> [Exercise instructions] Down to the last line, reproduce the data below exactly.

═══ Data provided ═══

use std::fs;
use std::path::Path;
use std::process::Command;

use assert_cmd::prelude::*;
use predicates::str::contains;
use serde_json::Value;
use tempfile::TempDir;

fn booksim_cmd(home: &Path) -> Command {
    let mut cmd = Command::new(assert_cmd::cargo::cargo_bin!("booksim"));
    cmd.env("HOME", home)
        .env("USERPROFILE", home)
        .env("BOOKSIM_API_TOKEN", "test-token")
        .env("NO_COLOR", "1")
        .env_remove("RUST_LOG");
    cmd
}

fn write_export(dir: &Path, entity: &str, body: &str) {
    fs::create_dir_all(dir).expect("create export dir");
    fs::write(dir.join(format!("{entity}.json")), body).expect("write export");
}

const SHOWS: &str = r#"[
  {"id": "s1", "properties": {"Name": {"type": "title", "title": [{"plain_text": "Raw"}]}}},
  {"id": "s2", "properties": {"Name": "SmackDown", "Night": "Friday"}}
]"#;

fn sync_json(home: &Path, args: &[&str]) -> Value {
    let assert = booksim_cmd(home)
        .arg("sync")
        .args(args)
        .arg("--json")
        .assert()
        .success();
    serde_json::from_slice(&assert.get_output().stdout).expect("sync JSON report")
}

#[test]
fn sync_writes_store_and_reports_json() {
    let home = TempDir::new().expect("home");
    let exports = home.path().join("exports");
    write_export(&exports, "shows", SHOWS);

    let report = sync_json(
        home.path(),
        &[
            "--source",
            exports.to_str().unwrap(),
            "--only",
            "shows",
            "--operation-id",
            "cli-batch",
        ],
    );

    assert_eq!(report["success"], Value::Bool(true));
    assert_eq!(report["operation_id"], "cli-batch");
    let results = report["results"].as_array().expect("results array");
    assert_eq!(results.len(), 1);
    assert_eq!(results[0]["entity_type"], "shows");
    assert_eq!(results[0]["result"]["synced_count"], 2);

    let stored = fs::read_to_string(home.path().join(".booksim/data/shows.json")).expect("store");
    assert!(stored.contains("SmackDown"));
    assert!(stored.contains("Friday"));
}

#[test]
fn default_source_is_under_booksim_root() {
    let home = TempDir::new().expect("home");
    write_export(&home.path().join(".booksim/exports"), "npcs", r#"[{"id": "n1", "properties": {"Name": "Heyman"}}]"#);

    let report = sync_json(home.path(), &["--only", "npcs"]);
    assert_eq!(report["results"][0]["result"]["synced_count"], 1);
}

#[test]
fn missing_credential_fails_entities_but_exits_zero() {
    let home = TempDir::new().expect("home");
    let exports = home.path().join("exports");
    write_export(&exports, "shows", SHOWS);

    booksim_cmd(home.path())
        .env_remove("BOOKSIM_API_TOKEN")
        .args(["sync", "--source", exports.to_str().unwrap(), "--only", "shows,teams"])
        .assert()
        .success()
        .stdout(contains("FAILED"))
        .stdout(contains("credential"));

    assert!(!home.path().join(".booksim/data/shows.json").exists());
}

#[test]
fn unknown_entity_is_rejected() {
    let home = TempDir::new().expect("home");
    booksim_cmd(home.path())
        .args(["sync", "--only", "referees"])
        .assert()
        .failure()
        .stderr(contains("referees"));
}

#[test]
fn config_prints_defaults_and_init_writes_file() {
    let home = TempDir::new().expect("home");

    booksim_cmd(home.path())
        .arg("config")
        .assert()
        .success()
        .stdout(contains("max_threads: 4"))
        .stdout(contains("entity_timeout_secs: 300"));

    booksim_cmd(home.path())
        .args(["config", "--init"])
        .assert()
        .success()
        .stdout(contains("config.yaml"));
    assert!(home.path().join(".booksim/config.yaml").exists());
}

#[test]
fn config_file_disables_entities() {
    let home = TempDir::new().expect("home");
    fs::create_dir_all(home.path().join(".booksim")).expect("root");
    let mut yaml = String::from("entities:\n");
    for entity in [
        "shows", "wrestlers", "factions", "teams", "matches", "seasons", "show-types",
        "show-templates", "injuries",
    ] {
        yaml.push_str(&format!("  {entity}: false\n"));
    }
    fs::write(home.path().join(".booksim/config.yaml"), yaml).expect("config");

    let report = sync_json(home.path(), &[]);
    let results = report["results"].as_array().expect("results");
    assert_eq!(results.len(), 1);
    assert_eq!(results[0]["entity_type"], "npcs");
}

#[test]
fn backups_lists_previous_versions() {
    let home = TempDir::new().expect("home");
    let exports = home.path().join("exports");
    let source = exports.to_str().unwrap().to_string();

    write_export(&exports, "shows", SHOWS);
    sync_json(home.path(), &["--source", &source, "--only", "shows"]);

    booksim_cmd(home.path())
        .args(["backups", "shows"])
        .assert()
        .success()
        .stdout(contains("No backups of shows.json"));

    write_export(
        &exports,
        "shows",
        r#"[{"id": "s3", "properties": {"Name": "NXT"}}]"#,
    );
    sync_json(home.path(), &["--source", &source, "--only", "shows"]);

    let assert = booksim_cmd(home.path())
        .args(["backups", "shows.json", "--json"])
        .assert()
        .success();
    let rows: Value = serde_json::from_slice(&assert.get_output().stdout).expect("backups JSON");
    let rows = rows.as_array().expect("rows");
    assert_eq!(rows.len(), 1);
    assert!(rows[0]["file"].as_str().unwrap().starts_with("shows_"));
}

═══

> [Answer]
use std::fs;
use std::path::Path;
use std::process::Command;

use assert_cmd::prelude::*;
use predicates::str::contains;
use serde_json::Value;
use tempfile::TempDir;

fn booksim_cmd(home: &Path) -> Command {
    let mut cmd = Command::new(assert_cmd::cargo::cargo_bin!("booksim"));
    cmd.env("HOME", home)
        .env("USERPROFILE", home)
        .env("BOOKSIM_API_TOKEN", "test-token")
        .env("NO_COLOR", "1")
        .env_remove("RUST_LOG");
    cmd
}

fn write_export(dir: &Path, entity: &str, body: &str) {
    fs::create_dir_all(dir).expect("create export dir");
    fs::write(dir.join(format!("{entity}.json")), body).expect("write export");
}

const SHOWS: &str = r#"[
  {"id": "s1", "properties": {"Name": {"type": "title", "title": [{"plain_text": "Raw"}]}}},
  {"id": "s2", "properties": {"Name": "SmackDown", "Night": "Friday"}}
]"#;

fn sync_json(home: &Path, args: &[&str]) -> Value {
    let assert = booksim_cmd(home)
        .arg("sync")
        .args(args)
        .arg("--json")
        .assert()
        .success();
    serde_json::from_slice(&assert.get_output().stdout).expect("sync JSON report")
}

#[test]
fn sync_writes_store_and_reports_json() {
    let home = TempDir::new().expect("home");
    let exports = home.path().join("exports");
    write_export(&exports, "shows", SHOWS);

    let report = sync_json(
        home.path(),
        &[
            "--source",
            exports.to_str().unwrap(),
            "--only",
            "shows",
            "--operation-id",
            "cli-batch",
        ],
    );

    assert_eq!(report["success"], Value::Bool(true));
    assert_eq!(report["operation_id"], "cli-batch");
    let results = report["results"].as_array().expect("results array");
    assert_eq!(results.len(), 1);
    assert_eq!(results[0]["entity_type"], "shows");
    assert_eq!(results[0]["result"]["synced_count"], 2);

    let stored = fs::read_to_string(home.path().join(".booksim/data/shows.json")).expect("store");
    assert!(stored.contains("SmackDown"));
    assert!(stored.contains("Friday"));
}

#[test]
fn default_source_is_under_booksim_root() {
    let home = TempDir::new().expect("home");
    write_export(&home.path().join(".booksim/exports"), "npcs", r#"[{"id": "n1", "properties": {"Name": "Heyman"}}]"#);

    let report = sync_json(home.path(), &["--only", "npcs"]);
    assert_eq!(report["results"][0]["result"]["synced_count"], 1);
}

#[test]
fn missing_credential_fails_entities_but_exits_zero() {
    let home = TempDir::new().expect("home");
    let exports = home.path().join("exports");
    write_export(&exports, "shows", SHOWS);

    booksim_cmd(home.path())
        .env_remove("BOOKSIM_API_TOKEN")
        .args(["sync", "--source", exports.to_str().unwrap(), "--only", "shows,teams"])
        .assert()
        .success()
        .stdout(contains("FAILED"))
        .stdout(contains("credential"));

    assert!(!home.path().join(".booksim/data/shows.json").exists());
}

#[test]
fn unknown_entity_is_rejected() {
    let home = TempDir::new().expect("home");
    booksim_cmd(home.path())
        .args(["sync", "--only", "referees"])
        .assert()
        .failure()
        .stderr(contains("referees"));
}

#[test]
fn config_prints_defaults_and_init_writes_file() {
    let home = TempDir::new().expect("home");

    booksim_cmd(home.path())
        .arg("config")
        .assert()
        .success()
        .stdout(contains("max_threads: 4"))
        .stdout(contains("entity_timeout_secs: 300"));

    booksim_cmd(home.path())
        .args(["config", "--init"])
        .assert()
        .success()
        .stdout(contains("config.yaml"));
    assert!(home.path().join(".booksim/config.yaml").exists());
}

#[test]
fn config_file_disables_entities() {
    let home = TempDir::new().expect("home");
    fs::create_dir_all(home.path().join(".booksim")).expect("root");
    let mut yaml = String::from("entities:\n");
    for entity in [
        "shows", "wrestlers", "factions", "teams", "matches", "seasons", "show-types",
        "show-templates", "injuries",
    ] {
        yaml.push_str(&format!("  {entity}: false\n"));
    }
    fs::write(home.path().join(".booksim/config.yaml"), yaml).expect("config");

    let report = sync_json(home.path(), &[]);
    let results = report["results"].as_array().expect("results");
    assert_eq!(results.len(), 1);
    assert_eq!(results[0]["entity_type"], "npcs");
}

#[test]
fn backups_lists_previous_versions() {
    let home = TempDir::new().expect("home");
    let exports = home.path().join("exports");
    let source = exports.to_str().unwrap().to_string();

    write_export(&exports, "shows", SHOWS);
    sync_json(home.path(), &["--source", &source, "--only", "shows"]);

    booksim_cmd(home.path())
        .args(["backups", "shows"])
        .assert()
        .success()
        .stdout(contains("No backups of shows.json"));

    write_export(
        &exports,
        "shows",
        r#"[{"id": "s3", "properties": {"Name": "NXT"}}]"#,
    );
    sync_json(home.path(), &["--source", &source, "--only", "shows"]);

    let assert = booksim_cmd(home.path())
        .args(["backups", "shows.json", "--json"])
        .assert()
        .success();
    let rows: Value = serde_json::from_slice(&assert.get_output().stdout).expect("backups JSON");
    let rows = rows.as_array().expect("rows");
    assert_eq!(rows.len(), 1);
    assert!(rows[0]["file"].as_str().unwrap().starts_with("shows_"));
}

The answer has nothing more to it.